A core piece of advice I would give anybody working with forecasting or any type of machine learning: start very, very simple. This helps with understanding the problem and gives you something to fall back on. But what if that simple approach fails to fully resolve a complex problem? Then, it is time for the next big step.

Using Deep Learning Models

At Picnic, our commitment to reducing food waste and keeping customers happy takes the task of demand forecasting to the next level. We productionize deep learning models like Temporal Fusion Transformers (TFT) and evaluate new models such as Tide, and TSmixer. We even look into multimodal approaches to demand forecasting as can be read in this blogpost. After revolutionizing the world of language processing and computer vision, transformer-based models are also the best in class for many forecasting challenges. These models thrive on handling a plethora of input features — from product details and holiday periods to weather predictions, promotional activities, and our unique recipes. The rich context provided by our Snowflake-powered Data Warehouse enhances their performance, allowing us to create a robust feature set for training. When you have highly detailed, timely, and high-quality data as we do at Picnic, it becomes relatively easy to run benchmarks for your forecasting problem to determine if using the newest techniques adds value.

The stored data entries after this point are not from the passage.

//! Aligns an independently clocked auxiliary stream (accelerometer) with the
//! frame cadence of the fastest active function.
//!
//! The step between the two clocks is kept as an exact ratio and the
//! fractional part is carried between reads, so long runs neither drift nor
//! depend on float rounding. Points that were read but not yet consumed are
//! parked in a small carry region in front of the fresh samples.

use crate::functions::FunctionId;

/// Points the carry region can hold.
pub const AUX_EXTRA_LEN: usize = 10;

/// Fresh points accepted per FIFO read.
pub const AUX_FIFO_LEN: usize = 100;

pub const AUX_BUFFER_LEN: usize = AUX_EXTRA_LEN + AUX_FIFO_LEN;

/// `num / den` auxiliary points per reference frame.
#[derive(Copy, Clone, Debug, Default, Eq, PartialEq)]
#[cfg_attr(feature = "defmt", derive(defmt::Format))]
pub struct Ratio {
    pub num: u32,
    pub den: u32,
}

/// Slice of the aligned buffer handed to the decoders for one read.
#[derive(Copy, Clone, Debug, Default, Eq, PartialEq)]
#[cfg_attr(feature = "defmt", derive(defmt::Format))]
pub struct AlignedWindow {
    /// Position relative to the first fresh point; negative values reach into the carry.
    pub head: isize,
    pub len: usize,
}

#[derive(Clone, Debug)]
pub struct NonSyncAligner<T> {
    reference: Option<FunctionId>,
    step: Ratio,
    carry: u32,
    remain: usize,
    buffer: [T; AUX_BUFFER_LEN],
}

const fn slot_of(position: isize) -> usize {
    // Positions never reach further back than the carry region.
    position.wrapping_add(AUX_EXTRA_LEN as isize).cast_unsigned()
}

impl<T: Copy + Default> NonSyncAligner<T> {
    #[must_use]
    pub fn new() -> Self {
        Self {
            reference: None,
            step: Ratio::default(),
            carry: 0,
            remain: 0,
            buffer: [T::default(); AUX_BUFFER_LEN],
        }
    }

    /// Function whose frame count drives the alignment.
    #[must_use]
    pub const fn reference(&self) -> Option<FunctionId> {
        self.reference
    }

    #[must_use]
    pub const fn step(&self) -> Ratio {
        self.step
    }

    /// Points parked in the carry region.
    #[must_use]
    pub const fn remain(&self) -> usize {
        self.remain
    }

    /// Switches to a new reference and drops all carried state.
    pub fn reconfigure(
        &mut self,
        reference: Option<FunctionId>,
        aux_rate_hz: u16,
        reference_rate_hz: u16,
    ) {
        self.reference = reference;
        self.step = Ratio {
            num: u32::from(aux_rate_hz),
            den: u32::from(reference_rate_hz),
        };
        self.carry = 0;
        self.remain = 0;
    }

    /// Region the sensor fills with fresh points.
    pub fn fresh_mut(&mut self) -> &mut [T] {
        &mut self.buffer[AUX_EXTRA_LEN..]
    }

    #[must_use]
    pub fn fresh(&self) -> &[T] {
        &self.buffer[AUX_EXTRA_LEN..]
    }

    /// Points owed for `frames` reference frames, clamped to what can be served.
    pub fn needed_points(&mut self, frames: u16, current: usize) -> usize {
        let ceiling = AUX_EXTRA_LEN + current;
        if self.reference.is_none() || self.step.den == 0 {
            return current;
        }
        let total = u32::from(frames) * self.step.num + self.carry;
        self.carry = total % self.step.den;
        let needed = usize::try_from(total / self.step.den).unwrap_or(usize::MAX);
        needed.min(ceiling)
    }

    /// Picks the window for `frames` frames given `current` fresh points,
    /// backfilling an underrun with the oldest available point (or the
    /// default value when nothing is buffered).
    pub fn align(&mut self, frames: u16, current: usize) -> AlignedWindow {
        let current = current.min(AUX_FIFO_LEN);
        let needed = self.needed_points(frames, current);
        let from_fresh = current.cast_signed() - needed.cast_signed();
        let oldest = -self.remain.cast_signed();

        let head = if from_fresh < oldest {
            let fill = if self.remain > 0 {
                self.buffer[slot_of(oldest)]
            } else if current > 0 {
                self.buffer[slot_of(0)]
            } else {
                T::default()
            };
            self.buffer[slot_of(from_fresh)..slot_of(oldest)].fill(fill);
            from_fresh
        } else {
            oldest
        };

        AlignedWindow { head, len: needed }
    }

    #[must_use]
    pub fn window(&self, window: AlignedWindow) -> &[T] {
        let start = slot_of(window.head);
        &self.buffer[start..start + window.len]
    }

    /// Parks the points after `window` in the carry region, keeping the
    /// newest [`AUX_EXTRA_LEN`] of them.
    pub fn retain(&mut self, current: usize, window: AlignedWindow) {
        let current = current.min(AUX_FIFO_LEN).cast_signed();
        let mut source = window.head + window.len.cast_signed();
        let mut keep = (current - source).max(0);
        let cap = AUX_EXTRA_LEN.cast_signed();
        if keep > cap {
            source += keep - cap;
            keep = cap;
        }
        let keep = keep.cast_unsigned();
        let start = slot_of(source);
        self.buffer
            .copy_within(start..start + keep, AUX_EXTRA_LEN - keep);
        self.remain = keep;
    }
}

impl<T: Copy + Default> Default for NonSyncAligner<T> {
    fn default() -> Self {
        Self::new()
    }
}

Training these models on our historical demand and assessing their performance is manageable as a one-time project since concepts like data drift are still not a big concern. Later we will dive into what is more challenging: continuously training and improving deep learning models in a controlled manner.

Maintaining Data Quality

Anybody working with machine learning knows the saying “Garbage in, Garbage out” because of one reason: it is true. When putting bad-quality data into machine learning models, you will get bad-quality output. Maintaining data quality throughout the pipeline is crucial, even with high-quality data sources like the ones at Picnic. The effectiveness of machine learning models is directly tied to data quality, as poor data quality inevitably leads to unreliable predictions.

One of the measures we take to make sure our models are always as good as they can be involves regular retraining of models to address data drift, concept drift, and the introduction of new articles and warehouses. While simple SQL queries don’t require retraining, sophisticated models like TFT do, demanding considerable computational resources. Thankfully, our GPU-enabled infrastructure facilitates frequent, automated model retraining, allowing our team to focus on system enhancements rather than manual model training. Due to the available infrastructure training models that require a lot of computing at set intervals is as easy as scheduling a cronjob.

We can only trust our machine learning models to ‘train themselves’ because of rigorous validation at every step of a data point’s life cycle. Whenever the model is trained we compare evaluation metrics over a variety of subsets with other models in our model tracker to see if they are indeed more performant. When the newer model is successfully improved it will automatically be deployed and will be used at a moment’s notice to create predictions used by our operations.

But machine learning models can also start misbehaving even after automated and carefully crafted evaluations. For this reason, we log all our predictions in a standardized manner, allowing for subsequent evaluation by our analysts. These analyses, combined with automated tools like our in-house model performance monitoring package, allow us to execute detailed checks on the models for errors. In turn, this means we can continuously improve our models. Comprehensive monitoring ensures that even as we rest, our machine-learning models are under constant surveillance.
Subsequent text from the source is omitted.